- Gen Assimi Goïta assumiu o cargo de ministro da Defesa após o ministro Sadio Camara ser morto em ataque com caminhão-bomba na residência perto de Bamako.
- O general Oumar Diarra, chefe do Estado-Maior, foi nomeado ministro delegado para apoiá-lo.
- Em 25 de abril, ataques coordenados de uma aliança jihadista e separatista atingiram várias cidades do país, incluindo Bamako.
- Autoridades disseram ter prendido militares ligados à ofensiva; investigações apontam envolvimento de pessoas da ativa e da reserva.
- Mali, Níger e Burquina Faso intensificaram ataques aéreos contra os insurgentes e formaram a Aliança dos Estados do Sahel, expulsando tropas francesas e recebendo apoio russo; os ataques prosseguem.
Gen Assimi Goïta assumiu o posto de ministro da Defesa de Mali após a morte do anterior ocupante, Sadio Camara, em um ataque de caminhão-bomba na residência dele, perto de Bamako. A mudança foi anunciada por decreto na televisão estatal.

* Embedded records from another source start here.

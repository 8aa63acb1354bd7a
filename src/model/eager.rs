//! Direct execution backend.

use rand::rngs::StdRng;
use rand::{Rng, SeedableRng};

use super::{Backend, Evaluator, EvaluatorInputs, ForwardError, Heads, Mode};
use crate::graph::Op;
use crate::ops;
use crate::tensor::Tensor;

/// Runs every operation immediately with the shared kernels.
///
/// Training-mode dropout needs a random source; backends built with
/// [`Eager::new`] reject it.
#[derive(Debug, Default)]
pub struct Eager {
    rng: Option<StdRng>,
}

impl Eager {
    #[must_use]
    pub fn new() -> Self {
        Eager { rng: None }
    }

    /// A backend able to sample dropout masks, reproducible from `seed`.
    #[must_use]
    pub fn with_seed(seed: u64) -> Self {
        Eager {
            rng: Some(StdRng::seed_from_u64(seed)),
        }
    }
}

impl Backend for Eager {
    type Value = Tensor;

    fn parameter(&mut self, _name: &str, tensor: &Tensor) -> Result<Tensor, ForwardError> {
        Ok(tensor.clone())
    }

    fn apply(&mut self, op: Op, inputs: &[&Tensor]) -> Result<Tensor, ForwardError> {
        if let Op::Dropout { ratio, training: true } = op {
            let rng = self
                .rng
                .as_mut()
                .ok_or(ForwardError::StochasticOp { op: op.kind() })?;
            let x = inputs.first().copied().ok_or(ops::OpError::Arity {
                op: op.kind(),
                expected: 1,
                found: 0,
            })?;
            let keep = 1.0 - ratio;
            let data: Vec<f32> = x
                .as_f32()
                .map_err(|source| ops::OpError::Tensor { op: op.kind(), source })?
                .iter()
                .map(|&v| if rng.gen::<f32>() < ratio { 0.0 } else { v / keep })
                .collect();
            return Tensor::from_f32(x.shape().to_vec(), data)
                .map_err(|source| ForwardError::Op(ops::OpError::Tensor { op: op.kind(), source }));
        }
        Ok(ops::execute(&op, inputs)?)
    }

    fn concrete(&mut self, value: &Tensor) -> Result<Tensor, ForwardError> {
        Ok(value.clone())
    }
}

/// Run `evaluator` eagerly in inference mode.
pub fn evaluate<E: Evaluator>(
    evaluator: &E,
    board: &Tensor,
    elo_self: &Tensor,
    elo_oppo: &Tensor,
) -> Result<Heads<Tensor>, ForwardError> {
    let inputs = EvaluatorInputs {
        board: board.clone(),
        elo_self: elo_self.clone(),
        elo_oppo: elo_oppo.clone(),
    };
    evaluator.forward(&mut Eager::new(), inputs, Mode::Inference)
}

O ataque ocorreu durante uma ofensiva em 25 de abril, quando uma aliança de grupos jihadistas e separatistas lançou ataques coordenados por todo o país. Camara morreu em que parece ter sido um atentado suicida, segundo a versão oficial.
Goïta, líder militar no poder desde o golpe de 2020, será substituído no cargo por uma gestão liderada pelo próprio Goïta, com o-chefe do Estado-maior, Gen Oumar Diarra, atuando como ministro delegado.
Detalhes da ofensiva e desdobramentos
Mais de uma semana após o início dos ataques, cidades do norte e do centro de Mali registraram confrontos e explosões, forçando a retirada de tropas malienses e de forças aliadas da região de Kidal.
Autoridades afirmaram ter prendido um grupo de militares ligados ao ataque. Segundo o Ministério Público da Justiça Militar em Bamako, houve participação de ex- e serving-military na organização da ofensiva.
Mali informou ainda ter iniciado cooperação com forças armadas do Níger e de Burkina Faso para realizar ataques aéreos contra militantes, com o apoio anunciado pelas autoridades de Níger.
Contexto regional e quadro de segurança
Os três países, todos sob regime militar, integram a Aliança dos Estados do Sahel, que expulsou tropas francesas e passou a contar com forças russas para conter insurgentes. Mesmo com a cooperação, ataques seguem ocorrendo.
A ofensiva recente intensificou dúvidas sobre a força e a coordenação do governo militar maliano, que chegou ao poder em 2020, em meio a uma crise de segurança que persiste no país e na região.